↓
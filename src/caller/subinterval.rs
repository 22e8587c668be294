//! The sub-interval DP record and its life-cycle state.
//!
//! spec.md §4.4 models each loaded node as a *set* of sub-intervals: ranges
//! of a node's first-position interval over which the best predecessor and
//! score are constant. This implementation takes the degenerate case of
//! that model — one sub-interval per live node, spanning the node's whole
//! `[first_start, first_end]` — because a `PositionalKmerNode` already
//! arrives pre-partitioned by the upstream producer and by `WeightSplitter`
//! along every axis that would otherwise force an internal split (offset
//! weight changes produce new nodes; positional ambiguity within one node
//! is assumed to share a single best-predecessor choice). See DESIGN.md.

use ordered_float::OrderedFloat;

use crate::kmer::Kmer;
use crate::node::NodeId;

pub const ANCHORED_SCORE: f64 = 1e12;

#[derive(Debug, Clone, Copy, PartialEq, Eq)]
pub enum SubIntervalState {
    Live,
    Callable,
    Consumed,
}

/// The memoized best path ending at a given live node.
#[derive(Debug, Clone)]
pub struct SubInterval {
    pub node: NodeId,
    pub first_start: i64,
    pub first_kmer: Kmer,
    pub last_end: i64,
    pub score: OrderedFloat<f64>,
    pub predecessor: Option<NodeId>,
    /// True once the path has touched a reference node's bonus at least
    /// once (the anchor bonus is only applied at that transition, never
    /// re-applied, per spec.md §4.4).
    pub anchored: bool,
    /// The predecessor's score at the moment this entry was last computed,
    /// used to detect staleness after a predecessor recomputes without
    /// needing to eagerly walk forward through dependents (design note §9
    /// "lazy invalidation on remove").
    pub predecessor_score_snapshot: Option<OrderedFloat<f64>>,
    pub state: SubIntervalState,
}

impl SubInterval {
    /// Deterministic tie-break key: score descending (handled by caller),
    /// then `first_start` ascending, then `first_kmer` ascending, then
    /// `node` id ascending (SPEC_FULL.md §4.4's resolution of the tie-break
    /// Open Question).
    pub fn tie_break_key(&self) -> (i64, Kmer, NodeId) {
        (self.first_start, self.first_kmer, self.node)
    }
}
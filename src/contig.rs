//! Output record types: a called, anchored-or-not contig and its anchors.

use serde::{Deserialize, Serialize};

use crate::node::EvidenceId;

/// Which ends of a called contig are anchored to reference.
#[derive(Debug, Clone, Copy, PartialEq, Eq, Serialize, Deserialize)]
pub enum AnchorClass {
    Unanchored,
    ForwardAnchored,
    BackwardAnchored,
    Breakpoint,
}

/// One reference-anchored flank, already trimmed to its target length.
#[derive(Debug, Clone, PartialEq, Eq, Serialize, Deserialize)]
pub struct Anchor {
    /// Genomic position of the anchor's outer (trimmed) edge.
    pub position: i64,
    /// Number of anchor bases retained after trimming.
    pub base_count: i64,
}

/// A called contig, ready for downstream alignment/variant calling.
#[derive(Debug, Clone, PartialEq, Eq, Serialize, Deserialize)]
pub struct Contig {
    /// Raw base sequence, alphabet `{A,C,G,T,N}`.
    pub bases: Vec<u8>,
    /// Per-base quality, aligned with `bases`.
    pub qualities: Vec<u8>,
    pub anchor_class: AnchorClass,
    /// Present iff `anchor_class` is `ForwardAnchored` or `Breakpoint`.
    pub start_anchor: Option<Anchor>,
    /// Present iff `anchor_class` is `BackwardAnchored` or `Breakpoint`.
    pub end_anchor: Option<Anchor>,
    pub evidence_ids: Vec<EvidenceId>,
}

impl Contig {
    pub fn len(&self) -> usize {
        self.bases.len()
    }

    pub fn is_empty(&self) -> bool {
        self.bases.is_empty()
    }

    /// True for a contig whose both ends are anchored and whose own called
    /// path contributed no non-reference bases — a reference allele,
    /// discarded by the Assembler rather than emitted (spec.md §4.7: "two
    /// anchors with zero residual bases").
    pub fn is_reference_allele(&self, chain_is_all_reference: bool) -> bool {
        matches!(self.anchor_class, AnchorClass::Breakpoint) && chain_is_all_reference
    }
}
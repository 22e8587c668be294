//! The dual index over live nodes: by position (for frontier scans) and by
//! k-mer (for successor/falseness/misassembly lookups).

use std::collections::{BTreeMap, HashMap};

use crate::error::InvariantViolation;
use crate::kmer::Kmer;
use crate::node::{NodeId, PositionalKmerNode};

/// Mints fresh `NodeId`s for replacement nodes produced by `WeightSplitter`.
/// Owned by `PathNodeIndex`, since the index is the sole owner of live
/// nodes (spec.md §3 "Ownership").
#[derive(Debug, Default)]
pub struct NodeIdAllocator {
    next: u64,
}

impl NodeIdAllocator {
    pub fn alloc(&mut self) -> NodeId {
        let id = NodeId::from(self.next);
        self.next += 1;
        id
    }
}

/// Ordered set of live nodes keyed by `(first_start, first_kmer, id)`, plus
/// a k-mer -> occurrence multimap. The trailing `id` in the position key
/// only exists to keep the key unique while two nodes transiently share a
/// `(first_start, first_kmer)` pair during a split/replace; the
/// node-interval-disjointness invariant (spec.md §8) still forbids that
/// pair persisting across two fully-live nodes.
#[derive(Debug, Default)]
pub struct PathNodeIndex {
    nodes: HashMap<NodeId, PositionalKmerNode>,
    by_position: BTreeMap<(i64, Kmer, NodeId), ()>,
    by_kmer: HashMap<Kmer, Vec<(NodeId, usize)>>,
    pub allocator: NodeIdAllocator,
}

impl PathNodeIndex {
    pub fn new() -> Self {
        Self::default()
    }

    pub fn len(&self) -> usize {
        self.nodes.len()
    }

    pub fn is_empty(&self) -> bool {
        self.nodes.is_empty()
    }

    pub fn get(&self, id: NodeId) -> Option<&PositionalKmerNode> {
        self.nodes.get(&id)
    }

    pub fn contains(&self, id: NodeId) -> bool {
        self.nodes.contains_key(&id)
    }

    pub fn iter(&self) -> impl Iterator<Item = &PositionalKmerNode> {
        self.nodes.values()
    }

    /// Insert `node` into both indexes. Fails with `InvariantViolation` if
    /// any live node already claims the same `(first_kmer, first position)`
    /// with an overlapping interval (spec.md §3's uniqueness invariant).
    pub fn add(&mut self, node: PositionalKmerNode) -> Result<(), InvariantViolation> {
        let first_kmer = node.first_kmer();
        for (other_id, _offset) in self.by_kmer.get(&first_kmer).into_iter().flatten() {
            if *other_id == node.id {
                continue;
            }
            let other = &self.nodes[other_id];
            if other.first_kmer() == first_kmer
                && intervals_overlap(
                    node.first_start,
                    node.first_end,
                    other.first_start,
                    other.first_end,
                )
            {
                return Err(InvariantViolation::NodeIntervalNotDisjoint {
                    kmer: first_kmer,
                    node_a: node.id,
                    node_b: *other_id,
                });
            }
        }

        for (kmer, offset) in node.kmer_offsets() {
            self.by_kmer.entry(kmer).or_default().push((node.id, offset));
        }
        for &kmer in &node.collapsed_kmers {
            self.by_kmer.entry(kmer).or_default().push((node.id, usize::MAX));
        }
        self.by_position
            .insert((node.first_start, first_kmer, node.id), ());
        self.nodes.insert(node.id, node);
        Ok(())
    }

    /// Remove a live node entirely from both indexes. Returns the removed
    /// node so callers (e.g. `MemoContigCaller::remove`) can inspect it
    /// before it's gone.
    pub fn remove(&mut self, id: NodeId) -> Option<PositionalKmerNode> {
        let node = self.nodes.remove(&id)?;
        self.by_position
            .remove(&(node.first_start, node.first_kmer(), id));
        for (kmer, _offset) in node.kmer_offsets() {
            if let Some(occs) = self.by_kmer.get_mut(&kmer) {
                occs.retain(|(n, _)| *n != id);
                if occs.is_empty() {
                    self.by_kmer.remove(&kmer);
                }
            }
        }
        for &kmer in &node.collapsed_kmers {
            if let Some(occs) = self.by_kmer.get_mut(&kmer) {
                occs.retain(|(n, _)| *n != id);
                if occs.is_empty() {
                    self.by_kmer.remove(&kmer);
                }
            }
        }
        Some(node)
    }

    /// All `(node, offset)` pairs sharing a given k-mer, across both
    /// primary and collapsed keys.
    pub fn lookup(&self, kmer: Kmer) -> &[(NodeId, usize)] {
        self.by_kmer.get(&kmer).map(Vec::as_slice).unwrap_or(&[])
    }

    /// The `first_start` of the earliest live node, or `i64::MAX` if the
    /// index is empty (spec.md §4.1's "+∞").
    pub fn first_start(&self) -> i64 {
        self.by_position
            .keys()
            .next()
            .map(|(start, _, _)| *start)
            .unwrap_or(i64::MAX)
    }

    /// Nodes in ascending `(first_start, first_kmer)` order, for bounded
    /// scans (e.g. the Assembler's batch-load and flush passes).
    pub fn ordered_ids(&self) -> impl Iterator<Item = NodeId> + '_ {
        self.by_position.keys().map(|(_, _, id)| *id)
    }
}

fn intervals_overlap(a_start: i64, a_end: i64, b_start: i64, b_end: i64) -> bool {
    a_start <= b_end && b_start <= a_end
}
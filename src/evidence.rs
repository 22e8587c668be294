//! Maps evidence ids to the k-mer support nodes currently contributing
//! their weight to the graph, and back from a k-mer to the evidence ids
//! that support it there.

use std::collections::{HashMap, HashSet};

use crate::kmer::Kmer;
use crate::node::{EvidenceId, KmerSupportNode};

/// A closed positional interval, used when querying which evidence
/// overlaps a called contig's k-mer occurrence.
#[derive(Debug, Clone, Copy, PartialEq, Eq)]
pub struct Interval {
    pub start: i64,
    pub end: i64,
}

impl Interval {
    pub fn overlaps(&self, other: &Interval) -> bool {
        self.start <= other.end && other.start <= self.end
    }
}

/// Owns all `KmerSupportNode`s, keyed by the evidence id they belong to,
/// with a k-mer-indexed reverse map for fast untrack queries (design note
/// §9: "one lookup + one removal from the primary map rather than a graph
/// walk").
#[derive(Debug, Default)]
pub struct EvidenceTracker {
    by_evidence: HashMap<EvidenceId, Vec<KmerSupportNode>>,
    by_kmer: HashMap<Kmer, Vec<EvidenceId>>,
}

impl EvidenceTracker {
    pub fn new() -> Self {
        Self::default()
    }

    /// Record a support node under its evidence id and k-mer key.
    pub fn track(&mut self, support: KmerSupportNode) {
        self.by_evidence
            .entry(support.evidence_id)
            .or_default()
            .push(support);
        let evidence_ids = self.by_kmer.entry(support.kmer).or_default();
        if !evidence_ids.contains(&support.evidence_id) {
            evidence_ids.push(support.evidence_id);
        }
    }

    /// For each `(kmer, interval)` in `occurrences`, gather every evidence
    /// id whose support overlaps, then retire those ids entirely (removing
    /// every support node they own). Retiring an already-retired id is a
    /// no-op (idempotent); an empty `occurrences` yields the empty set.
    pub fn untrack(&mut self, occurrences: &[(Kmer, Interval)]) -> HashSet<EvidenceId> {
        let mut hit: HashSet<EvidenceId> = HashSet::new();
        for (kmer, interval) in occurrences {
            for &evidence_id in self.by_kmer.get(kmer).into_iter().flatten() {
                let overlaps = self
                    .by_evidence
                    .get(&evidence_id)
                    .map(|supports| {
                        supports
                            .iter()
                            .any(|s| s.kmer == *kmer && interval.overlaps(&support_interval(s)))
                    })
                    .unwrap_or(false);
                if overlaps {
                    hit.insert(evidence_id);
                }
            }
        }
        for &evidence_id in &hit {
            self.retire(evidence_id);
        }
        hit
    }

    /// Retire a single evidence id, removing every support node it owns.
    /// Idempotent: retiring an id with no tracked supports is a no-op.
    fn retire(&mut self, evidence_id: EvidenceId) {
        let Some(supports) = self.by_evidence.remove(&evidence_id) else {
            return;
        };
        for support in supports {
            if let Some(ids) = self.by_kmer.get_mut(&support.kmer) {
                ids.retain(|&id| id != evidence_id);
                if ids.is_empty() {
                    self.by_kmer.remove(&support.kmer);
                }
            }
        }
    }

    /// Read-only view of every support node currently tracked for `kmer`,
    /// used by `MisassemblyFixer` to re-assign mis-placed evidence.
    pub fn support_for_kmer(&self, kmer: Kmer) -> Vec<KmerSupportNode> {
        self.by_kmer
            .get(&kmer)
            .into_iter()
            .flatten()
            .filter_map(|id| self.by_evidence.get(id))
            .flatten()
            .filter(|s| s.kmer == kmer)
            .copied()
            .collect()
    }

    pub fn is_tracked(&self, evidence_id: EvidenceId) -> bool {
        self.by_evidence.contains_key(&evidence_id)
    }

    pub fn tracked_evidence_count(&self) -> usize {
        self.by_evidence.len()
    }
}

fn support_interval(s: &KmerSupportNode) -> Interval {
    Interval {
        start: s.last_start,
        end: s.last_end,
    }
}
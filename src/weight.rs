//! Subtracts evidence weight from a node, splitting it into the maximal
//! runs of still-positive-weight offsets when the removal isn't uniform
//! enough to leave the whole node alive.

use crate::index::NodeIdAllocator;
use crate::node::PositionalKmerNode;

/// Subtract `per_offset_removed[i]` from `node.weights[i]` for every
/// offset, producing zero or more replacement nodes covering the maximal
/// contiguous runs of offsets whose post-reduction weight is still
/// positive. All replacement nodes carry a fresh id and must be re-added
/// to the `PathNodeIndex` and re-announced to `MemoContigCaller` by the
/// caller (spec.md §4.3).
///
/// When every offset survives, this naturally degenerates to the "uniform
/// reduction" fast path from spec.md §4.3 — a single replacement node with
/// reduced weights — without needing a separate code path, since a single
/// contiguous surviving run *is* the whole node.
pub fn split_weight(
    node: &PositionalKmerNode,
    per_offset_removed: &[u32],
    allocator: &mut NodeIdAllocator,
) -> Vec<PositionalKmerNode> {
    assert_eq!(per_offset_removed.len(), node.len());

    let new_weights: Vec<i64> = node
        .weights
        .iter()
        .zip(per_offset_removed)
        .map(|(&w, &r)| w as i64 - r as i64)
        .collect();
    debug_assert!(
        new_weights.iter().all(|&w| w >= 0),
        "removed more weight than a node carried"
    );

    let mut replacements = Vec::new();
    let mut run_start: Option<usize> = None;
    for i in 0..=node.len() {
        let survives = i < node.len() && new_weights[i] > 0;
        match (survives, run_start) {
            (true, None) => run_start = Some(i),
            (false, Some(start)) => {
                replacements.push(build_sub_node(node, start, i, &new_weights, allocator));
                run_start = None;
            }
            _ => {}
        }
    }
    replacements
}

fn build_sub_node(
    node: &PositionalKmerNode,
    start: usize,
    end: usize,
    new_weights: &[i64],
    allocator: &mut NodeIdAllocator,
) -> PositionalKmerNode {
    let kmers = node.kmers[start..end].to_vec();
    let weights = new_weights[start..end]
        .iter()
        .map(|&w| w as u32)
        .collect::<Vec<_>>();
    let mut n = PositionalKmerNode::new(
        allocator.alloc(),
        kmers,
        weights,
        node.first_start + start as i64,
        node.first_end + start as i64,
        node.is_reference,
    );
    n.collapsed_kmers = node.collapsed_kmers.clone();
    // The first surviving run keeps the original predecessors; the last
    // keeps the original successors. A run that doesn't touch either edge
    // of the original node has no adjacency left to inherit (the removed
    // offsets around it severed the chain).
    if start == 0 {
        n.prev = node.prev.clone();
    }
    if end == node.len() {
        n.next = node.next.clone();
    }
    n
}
↑
◆ YOUR GOAL:
Check the lines above and copy each one that includes "more".

◆ RESPONSE TO THE TASK:
/// offset, producing zero or more replacement nodes covering the maximal
        "removed more weight than a node carried"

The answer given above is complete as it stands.